(Beginning of Records provided)

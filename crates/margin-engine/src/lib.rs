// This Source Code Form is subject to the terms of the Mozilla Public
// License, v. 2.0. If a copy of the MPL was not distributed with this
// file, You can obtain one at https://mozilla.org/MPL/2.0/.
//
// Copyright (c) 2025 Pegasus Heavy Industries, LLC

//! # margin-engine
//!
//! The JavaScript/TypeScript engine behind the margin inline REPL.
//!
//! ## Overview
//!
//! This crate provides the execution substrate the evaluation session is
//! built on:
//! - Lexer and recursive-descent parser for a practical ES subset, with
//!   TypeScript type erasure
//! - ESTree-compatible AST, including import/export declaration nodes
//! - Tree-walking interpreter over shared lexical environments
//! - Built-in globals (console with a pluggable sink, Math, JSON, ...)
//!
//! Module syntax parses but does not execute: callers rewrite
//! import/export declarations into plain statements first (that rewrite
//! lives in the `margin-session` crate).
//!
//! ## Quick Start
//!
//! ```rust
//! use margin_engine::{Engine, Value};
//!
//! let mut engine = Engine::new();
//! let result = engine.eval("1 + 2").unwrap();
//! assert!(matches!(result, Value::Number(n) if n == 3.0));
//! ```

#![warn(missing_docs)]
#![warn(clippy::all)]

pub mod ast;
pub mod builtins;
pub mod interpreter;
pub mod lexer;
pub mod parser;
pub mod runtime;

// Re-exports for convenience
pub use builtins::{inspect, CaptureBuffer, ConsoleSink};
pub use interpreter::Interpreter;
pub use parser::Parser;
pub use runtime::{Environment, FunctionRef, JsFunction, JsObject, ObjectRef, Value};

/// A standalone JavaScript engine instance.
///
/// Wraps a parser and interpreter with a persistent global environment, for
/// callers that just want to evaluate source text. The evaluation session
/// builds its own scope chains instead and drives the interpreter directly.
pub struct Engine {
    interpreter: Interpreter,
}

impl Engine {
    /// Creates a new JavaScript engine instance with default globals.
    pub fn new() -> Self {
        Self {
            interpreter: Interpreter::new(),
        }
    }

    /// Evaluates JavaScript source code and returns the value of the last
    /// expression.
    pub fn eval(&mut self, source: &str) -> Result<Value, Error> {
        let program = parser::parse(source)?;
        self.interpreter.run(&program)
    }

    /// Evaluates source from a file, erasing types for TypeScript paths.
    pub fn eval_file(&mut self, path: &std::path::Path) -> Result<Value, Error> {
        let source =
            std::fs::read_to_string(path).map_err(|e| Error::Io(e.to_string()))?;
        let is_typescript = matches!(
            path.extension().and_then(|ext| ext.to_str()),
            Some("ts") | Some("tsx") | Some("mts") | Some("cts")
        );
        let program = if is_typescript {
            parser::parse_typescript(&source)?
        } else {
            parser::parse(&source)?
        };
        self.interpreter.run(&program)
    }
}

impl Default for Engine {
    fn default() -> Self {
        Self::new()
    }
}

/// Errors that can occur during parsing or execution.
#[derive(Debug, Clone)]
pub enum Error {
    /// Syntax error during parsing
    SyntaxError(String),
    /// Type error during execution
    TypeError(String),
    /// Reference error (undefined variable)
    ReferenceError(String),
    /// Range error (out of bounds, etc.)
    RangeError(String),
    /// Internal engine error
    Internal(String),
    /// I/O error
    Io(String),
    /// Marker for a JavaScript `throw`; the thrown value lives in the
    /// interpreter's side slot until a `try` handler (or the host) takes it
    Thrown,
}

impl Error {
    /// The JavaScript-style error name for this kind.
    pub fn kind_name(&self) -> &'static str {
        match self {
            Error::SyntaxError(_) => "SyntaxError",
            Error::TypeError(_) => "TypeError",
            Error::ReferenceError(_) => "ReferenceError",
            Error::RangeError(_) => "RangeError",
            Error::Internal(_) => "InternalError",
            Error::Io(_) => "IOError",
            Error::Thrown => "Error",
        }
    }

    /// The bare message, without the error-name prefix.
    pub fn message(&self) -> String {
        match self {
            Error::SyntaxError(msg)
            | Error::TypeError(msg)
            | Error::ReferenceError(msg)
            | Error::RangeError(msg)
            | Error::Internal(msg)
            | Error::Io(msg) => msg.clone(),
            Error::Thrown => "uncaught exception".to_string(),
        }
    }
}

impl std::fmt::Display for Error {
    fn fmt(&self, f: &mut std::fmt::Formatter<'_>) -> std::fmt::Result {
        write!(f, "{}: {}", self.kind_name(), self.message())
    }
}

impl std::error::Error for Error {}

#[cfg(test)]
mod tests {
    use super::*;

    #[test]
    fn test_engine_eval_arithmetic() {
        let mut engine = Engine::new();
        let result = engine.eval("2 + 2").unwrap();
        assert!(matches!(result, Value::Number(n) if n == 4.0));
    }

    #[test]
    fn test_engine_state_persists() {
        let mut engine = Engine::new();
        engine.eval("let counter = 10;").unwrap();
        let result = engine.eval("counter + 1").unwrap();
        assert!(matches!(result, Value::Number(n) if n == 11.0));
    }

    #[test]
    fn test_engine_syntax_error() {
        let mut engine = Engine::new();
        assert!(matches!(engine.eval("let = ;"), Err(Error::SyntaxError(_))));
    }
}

(End of Records provided)

About this task :: Report each line of the data in which "globals" occurs.

Task output ::
//! - Built-in globals (console with a pluggable sink, Math, JSON, ...)
    /// Creates a new JavaScript engine instance with default globals.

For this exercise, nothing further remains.